When you use our application, on your explicit consent, we collect and store your personal data / information. Our primary goal in doing so is to provide you a safe, secure, efficient, smooth and customized experience and services. This allows us to provide services and features that meets your needs, and to customize our Platform to make your experience safer and easier and to improve the services provided by us.

We recognise the importance of protecting the privacy of your personal data. We use all reasonable precautions to keep your personal data/information disclosed to us secure and to disclose such information only to responsible third parties after permission from the User or as required by applicable laws, rules and regulations.

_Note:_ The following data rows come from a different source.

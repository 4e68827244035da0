//! Core dispatch, scheduling, and replication-control engine for a
//! partitioned analytic catalog database (spec §1-§2): the czar-side
//! dispatch/result-merge pipeline, the worker-side task scheduler, and the
//! replica-side job/request framework, plus the ambient error/config/
//! control-db/wire/CSV stack those three pipelines share.
//!
//! SQL parsing, query rewriting, the MySQL wire protocol, the XRootD/SSI
//! transport, and CSV file I/O are out of scope; this crate receives
//! already-templated per-chunk SQL fragments and talks to its
//! collaborators through the [`task::SqlExecutor`], [`merger::MergeSqlExecutor`],
//! [`control_db::ControlDb`], and [`messenger::Transport`] seams.

pub mod chunk_resource;
pub mod config;
pub mod control_db;
pub mod csv;
pub mod director_index;
pub mod error;
pub mod executor;
pub mod ids;
pub mod job;
pub mod large_result;
pub mod merger;
pub mod messenger;
pub mod request;
pub mod scheduler;
pub mod stats;
pub mod task;
pub mod wire;

pub use error::{CoreError, Result};
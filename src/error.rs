//! Crate-wide error taxonomy.
//!
//! Mirrors the failure classes enumerated in the error-handling design:
//! configuration, transport, server-reported, timeout/expiration,
//! cancellation, worker-resource, merge, and memory-lock violations.

use thiserror::Error;

#[derive(Error, Debug, Clone)]
pub enum CoreError {
    #[error("configuration error: {0}")]
    Configuration(String),

    #[error("schema version mismatch: expected {expected}, found {found}")]
    SchemaVersionMismatch { expected: u32, found: u32 },

    #[error("transport error: {0}")]
    Transport(String),

    #[error("server error from worker {worker}: {message}")]
    Server { worker: String, message: String },

    #[error("request {0} timed out")]
    Timeout(String),

    #[error("request {0} expired")]
    Expired(String),

    #[error("request {0} was cancelled")]
    Cancelled(String),

    #[error("worker resource error: {0}")]
    WorkerResource(String),

    #[error("merge error: {0}")]
    Merge(String),

    #[error("memory lock violation: owner uid {expected} but found {found}")]
    MemoryLockViolation { expected: u64, found: u64 },

    #[error("not found: {0}")]
    NotFound(String),

    #[error("already exists: {0}")]
    AlreadyExists(String),

    #[error("invalid state: {0}")]
    InvalidState(String),

    #[error("invalid argument: {0}")]
    InvalidArgument(String),

    #[error("csv parse error: {0}")]
    Csv(String),

    #[error("serialization error: {0}")]
    Serialization(String),

    #[error("io error: {0}")]
    Io(String),
}

impl From<std::io::Error> for CoreError {
    fn from(e: std::io::Error) -> Self {
        CoreError::Io(e.to_string())
    }
}

impl From<serde_json::Error> for CoreError {
    fn from(e: serde_json::Error) -> Self {
        CoreError::Serialization(e.to_string())
    }
}

impl From<bincode::error::EncodeError> for CoreError {
    fn from(e: bincode::error::EncodeError) -> Self {
        CoreError::Serialization(e.to_string())
    }
}

impl From<bincode::error::DecodeError> for CoreError {
    fn from(e: bincode::error::DecodeError) -> Self {
        CoreError::Serialization(e.to_string())
    }
}

pub type Result<T> = std::result::Result<T, CoreError>;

The personal data/Information shall not be shared with any third parties unless the same is necessary to enable us to provide services to you or the same is necessary pursuant to applicable laws, rules or regulations.

3. PURPOSE & PROCESS OF COLLECTION OF PERSONAL DATA:

Certain mandatory information will be collected at the time of registration on the App which are required to enable you to login to the App. Additional information will be collected to:

1. Verify your identity using KYC, other relevant documents, your selfie taken through the App;
2. Determine your loan and other product eligibility;
3. Enable loan approval and disbursal process;
4. Enable loan repayment through digital modes; and
5. Safeguard against illegal activities like fraud, cheating, misappropriation, etc. In order to use the facilities and services available on the App, you may be required, from time to time,
   to provide certain additional personal data/information after registration on the App, which shall be collected only upon receiving your express consent.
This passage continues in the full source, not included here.